ICYMI: Our 2020 Facebook boycott coverage is below.
- What the Facebook Boycotts Mean, Really
- For Reddit and Pinterest, It’s Time to Shine
- A Pause for Influencer Marketing
- Direct-to-Consumer Realpolitik
- Facebook’s Civil Rights Audit Drops During Boycotts
No. 3 most overhyped trend: “Instagram is removing likes” workarounds
Spoiler alert: Instagram didn’t do it, even after social media marketers spent much of Q4 2019 and Q1 2020 worrying about a world without likes. To me, that’s the definition of overhyped. Perhaps that’s because we haven’t spoken about this once since the pandemic began, which feels like at least 40 years ago.
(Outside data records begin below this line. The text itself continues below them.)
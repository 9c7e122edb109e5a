// SPDX-FileCopyrightText: 2026 Botforge Contributors
// SPDX-License-Identifier: MIT OR Apache-2.0

//! Error types for the Botforge platform.

use thiserror::Error;

use crate::types::ServiceCall;

/// The primary error type used across all Botforge crates.
///
/// Every variant is a closed kind so callers can branch on the error shape
/// instead of substring-matching rendered messages.
#[derive(Debug, Error)]
pub enum BotforgeError {
    /// Configuration errors (invalid TOML, missing required fields, type mismatches).
    #[error("configuration error: {0}")]
    Config(String),

    /// Request rejected before any remote call (absent bot id, prompt, or token).
    #[error("validation error: {0}")]
    Validation(String),

    /// A referenced entity does not exist.
    #[error("{resource} not found: {id}")]
    NotFound { resource: String, id: String },

    /// A remote service call returned `success: false` or failed at the transport layer.
    #[error("{call} failed: {message}")]
    Upstream {
        call: ServiceCall,
        message: String,
        source: Option<Box<dyn std::error::Error + Send + Sync>>,
    },

    /// A remote service call exceeded its per-phase deadline.
    #[error("{call} timed out after {duration:?}")]
    Timeout {
        call: ServiceCall,
        duration: std::time::Duration,
    },

    /// Storage backend errors (database connection, query failure, serialization).
    #[error("storage error: {source}")]
    Storage {
        source: Box<dyn std::error::Error + Send + Sync>,
    },

    /// Messaging platform errors (send failure, malformed update).
    #[error("channel error: {message}")]
    Channel {
        message: String,
        source: Option<Box<dyn std::error::Error + Send + Sync>>,
    },

    /// Internal or unexpected errors.
    #[error("internal error: {0}")]
    Internal(String),
}

impl BotforgeError {
    /// Shorthand for an upstream failure without a transport-level source.
    pub fn upstream(call: ServiceCall, message: impl Into<String>) -> Self {
        Self::Upstream {
            call,
            message: message.into(),
            source: None,
        }
    }
}
// SPDX-FileCopyrightText: 2026 Botforge Contributors
// SPDX-License-Identifier: MIT OR Apache-2.0

//! Conversation history: append-only turns replayed as generator context.

use botforge_core::types::{now_rfc3339, ConversationTurn};
use botforge_core::{BotforgeError, TurnRole};
use rusqlite::params;
use uuid::Uuid;

use crate::database::Database;

/// Append one turn to a bot's conversation history.
pub async fn append_turn(
    db: &Database,
    bot_id: &str,
    role: TurnRole,
    content: &str,
) -> Result<ConversationTurn, BotforgeError> {
    let turn = ConversationTurn {
        id: Uuid::new_v4().to_string(),
        bot_id: bot_id.to_string(),
        role,
        content: content.to_string(),
        created_at: now_rfc3339(),
    };
    let inserted = turn.clone();
    db.connection()
        .call(move |conn| {
            conn.execute(
                "INSERT INTO conversation_turns (id, bot_id, role, content, created_at)
                 VALUES (?1, ?2, ?3, ?4, ?5)",
                params![
                    turn.id,
                    turn.bot_id,
                    turn.role.to_string(),
                    turn.content,
                    turn.created_at,
                ],
            )?;
            Ok(())
        })
        .await
        .map_err(crate::database::map_tr_err)?;
    Ok(inserted)
}

/// List a bot's conversation history in insertion order, oldest first.
pub async fn list_turns(db: &Database, bot_id: &str) -> Result<Vec<ConversationTurn>, BotforgeError> {
    let bot_id = bot_id.to_string();
    db.connection()
        .call(move |conn| {
            let mut stmt = conn.prepare(
                "SELECT id, bot_id, role, content, created_at FROM conversation_turns
                 WHERE bot_id = ?1 ORDER BY rowid ASC",
            )?;
            let rows = stmt.query_map(params![bot_id], |row| {
                let role: String = row.get(2)?;
                Ok(ConversationTurn {
                    id: row.get(0)?,
                    bot_id: row.get(1)?,
                    role: role.parse().map_err(|e| {
                        rusqlite::Error::FromSqlConversionFailure(
                            2,
                            rusqlite::types::Type::Text,
                            Box::new(e),
                        )
                    })?,
                    content: row.get(3)?,
                    created_at: row.get(4)?,
                })
            })?;
            let mut turns = Vec::new();
            for row in rows {
                turns.push(row?);
            }
            Ok(turns)
        })
        .await
        .map_err(crate::database::map_tr_err)
}
// SPDX-FileCopyrightText: 2026 Botforge Contributors
// SPDX-License-Identifier: MIT OR Apache-2.0

//! Bot record CRUD and state-transition operations.
//!
//! The `pipeline_generation` column is the optimistic-concurrency token:
//! a pipeline run acquires a generation via [`bump_pipeline_generation`] and
//! commits its final status write through [`finish_pipeline_if_current`],
//! which refuses writes from a run whose generation has been superseded.

use botforge_core::types::{now_rfc3339, BotRecord};
use botforge_core::{BotStatus, BotforgeError, RuntimeStatus};
use rusqlite::params;

use crate::database::Database;

const BOT_COLUMNS: &str = "id, user_id, name, token, status, runtime_status, container_id, \
     image_tag, files_stored, pipeline_generation, last_restart, last_activity, \
     created_at, updated_at";

fn parse_enum<T>(value: String, idx: usize) -> rusqlite::Result<T>
where
    T: std::str::FromStr,
    T::Err: std::error::Error + Send + Sync + 'static,
{
    value.parse().map_err(|e: T::Err| {
        rusqlite::Error::FromSqlConversionFailure(idx, rusqlite::types::Type::Text, Box::new(e))
    })
}

fn row_to_bot(row: &rusqlite::Row<'_>) -> rusqlite::Result<BotRecord> {
    Ok(BotRecord {
        id: row.get(0)?,
        user_id: row.get(1)?,
        name: row.get(2)?,
        token: row.get(3)?,
        status: parse_enum::<BotStatus>(row.get(4)?, 4)?,
        runtime_status: parse_enum::<RuntimeStatus>(row.get(5)?, 5)?,
        container_id: row.get(6)?,
        image_tag: row.get(7)?,
        files_stored: row.get::<_, i64>(8)? != 0,
        pipeline_generation: row.get(9)?,
        last_restart: row.get(10)?,
        last_activity: row.get(11)?,
        created_at: row.get(12)?,
        updated_at: row.get(13)?,
    })
}

/// Insert a new bot record. Fails if the id already exists.
pub async fn create_bot(db: &Database, bot: &BotRecord) -> Result<(), BotforgeError> {
    let bot = bot.clone();
    db.connection()
        .call(move |conn| {
            conn.execute(
                "INSERT INTO bots (id, user_id, name, token, status, runtime_status, \
                 container_id, image_tag, files_stored, pipeline_generation, last_restart, \
                 last_activity, created_at, updated_at)
                 VALUES (?1, ?2, ?3, ?4, ?5, ?6, ?7, ?8, ?9, ?10, ?11, ?12, ?13, ?14)",
                params![
                    bot.id,
                    bot.user_id,
                    bot.name,
                    bot.token,
                    bot.status.to_string(),
                    bot.runtime_status.to_string(),
                    bot.container_id,
                    bot.image_tag,
                    bot.files_stored as i64,
                    bot.pipeline_generation,
                    bot.last_restart,
                    bot.last_activity,
                    bot.created_at,
                    bot.updated_at,
                ],
            )?;
            Ok(())
        })
        .await
        .map_err(crate::database::map_tr_err)
}

/// Get a bot record by id.
pub async fn get_bot(db: &Database, id: &str) -> Result<Option<BotRecord>, BotforgeError> {
    let id = id.to_string();
    db.connection()
        .call(move |conn| {
            let mut stmt =
                conn.prepare(&format!("SELECT {BOT_COLUMNS} FROM bots WHERE id = ?1"))?;
            let result = stmt.query_row(params![id], row_to_bot);
            match result {
                Ok(bot) => Ok(Some(bot)),
                Err(rusqlite::Error::QueryReturnedNoRows) => Ok(None),
                Err(e) => Err(e.into()),
            }
        })
        .await
        .map_err(crate::database::map_tr_err)
}

/// List all bots owned by a user, newest first.
pub async fn list_bots_for_user(
    db: &Database,
    user_id: &str,
) -> Result<Vec<BotRecord>, BotforgeError> {
    let user_id = user_id.to_string();
    db.connection()
        .call(move |conn| {
            let mut stmt = conn.prepare(&format!(
                "SELECT {BOT_COLUMNS} FROM bots WHERE user_id = ?1 ORDER BY created_at DESC"
            ))?;
            let rows = stmt.query_map(params![user_id], row_to_bot)?;
            let mut bots = Vec::new();
            for row in rows {
                bots.push(row?);
            }
            Ok(bots)
        })
        .await
        .map_err(crate::database::map_tr_err)
}

/// Update the content lifecycle state.
pub async fn update_status(
    db: &Database,
    id: &str,
    status: BotStatus,
) -> Result<(), BotforgeError> {
    let id = id.to_string();
    db.connection()
        .call(move |conn| {
            conn.execute(
                "UPDATE bots SET status = ?1, updated_at = ?2 WHERE id = ?3",
                params![status.to_string(), now_rfc3339(), id],
            )?;
            Ok(())
        })
        .await
        .map_err(crate::database::map_tr_err)
}

/// Update the operational lifecycle state.
pub async fn update_runtime_status(
    db: &Database,
    id: &str,
    runtime_status: RuntimeStatus,
) -> Result<(), BotforgeError> {
    let id = id.to_string();
    db.connection()
        .call(move |conn| {
            conn.execute(
                "UPDATE bots SET runtime_status = ?1, updated_at = ?2 WHERE id = ?3",
                params![runtime_status.to_string(), now_rfc3339(), id],
            )?;
            Ok(())
        })
        .await
        .map_err(crate::database::map_tr_err)
}

/// Mark whether a generated file set is persisted for this bot.
pub async fn set_files_stored(
    db: &Database,
    id: &str,
    files_stored: bool,
) -> Result<(), BotforgeError> {
    let id = id.to_string();
    db.connection()
        .call(move |conn| {
            conn.execute(
                "UPDATE bots SET files_stored = ?1, updated_at = ?2 WHERE id = ?3",
                params![files_stored as i64, now_rfc3339(), id],
            )?;
            Ok(())
        })
        .await
        .map_err(crate::database::map_tr_err)
}

/// Refresh `last_activity` (webhook traffic observed).
pub async fn touch_activity(db: &Database, id: &str) -> Result<(), BotforgeError> {
    let id = id.to_string();
    db.connection()
        .call(move |conn| {
            let now = now_rfc3339();
            conn.execute(
                "UPDATE bots SET last_activity = ?1, updated_at = ?1 WHERE id = ?2",
                params![now, id],
            )?;
            Ok(())
        })
        .await
        .map_err(crate::database::map_tr_err)
}

/// Advance the pipeline generation counter and return the new value.
///
/// Called once at the start of a deploy pipeline run; the returned value is
/// the run's commit token.
pub async fn bump_pipeline_generation(db: &Database, id: &str) -> Result<i64, BotforgeError> {
    let id = id.to_string();
    db.connection()
        .call(move |conn| {
            let generation = conn.query_row(
                "UPDATE bots SET pipeline_generation = pipeline_generation + 1, \
                 updated_at = ?1 WHERE id = ?2 RETURNING pipeline_generation",
                params![now_rfc3339(), id],
                |row| row.get(0),
            )?;
            Ok(generation)
        })
        .await
        .map_err(crate::database::map_tr_err)
}

/// Commit a pipeline run's final state, but only if `generation` is still
/// current. Returns `true` when the write was applied; `false` means a newer
/// run superseded this one and nothing was written.
#[allow(clippy::too_many_arguments)]
pub async fn finish_pipeline_if_current(
    db: &Database,
    id: &str,
    generation: i64,
    runtime_status: RuntimeStatus,
    image_tag: Option<String>,
    container_id: Option<String>,
    last_restart: Option<String>,
) -> Result<bool, BotforgeError> {
    let id = id.to_string();
    db.connection()
        .call(move |conn| {
            let affected = conn.execute(
                "UPDATE bots SET runtime_status = ?1, \
                 image_tag = COALESCE(?2, image_tag), \
                 container_id = COALESCE(?3, container_id), \
                 last_restart = COALESCE(?4, last_restart), \
                 updated_at = ?5 \
                 WHERE id = ?6 AND pipeline_generation = ?7",
                params![
                    runtime_status.to_string(),
                    image_tag,
                    container_id,
                    last_restart,
                    now_rfc3339(),
                    id,
                    generation,
                ],
            )?;
            Ok(affected == 1)
        })
        .await
        .map_err(crate::database::map_tr_err)
}

/// Delete a bot record. Conversation turns, files, and runtime logs cascade.
///
/// Returns `true` if a row was deleted.
pub async fn delete_bot(db: &Database, id: &str) -> Result<bool, BotforgeError> {
    let id = id.to_string();
    db.connection()
        .call(move |conn| {
            let affected = conn.execute("DELETE FROM bots WHERE id = ?1", params![id])?;
            Ok(affected == 1)
        })
        .await
        .map_err(crate::database::map_tr_err)
}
Best of the “What to do when Instagram was removing likes” articles, just in case it ever does happen:
- New Report Examines the Impact of Instagram's Hidden Likes Experiment on Influencer Engagement
- Hiding Likes on Instagram Could Change Influencer Marketing for the Better, Marketers Say
- As Instagram tests its ‘like’ ban, influencers will have to shift tactics to make money
Write-ins
Marketing Brew readers always come through—hence why many of you responded with your own most “overlooked” or “overhyped” trends that we left out.
Two notable overhyped write-ins below:
- Virtual events and webinars: Yes, this is the correct place for this write in. Good work, submitter.
- LinkedIn as a marketing platform: I couldn’t agree more that this was overhyped for B2C companies, especially when it comes to LinkedIn Stories.
Looking ahead...
In addition to thinking about what marketers overhyped and underhyped in 2020, we also asked respondents to think about the most important trends in 2021. Check back next year to see if you were right, but as of 2020, Marketing Brew’s audience thought brand values will be extra important in 2021.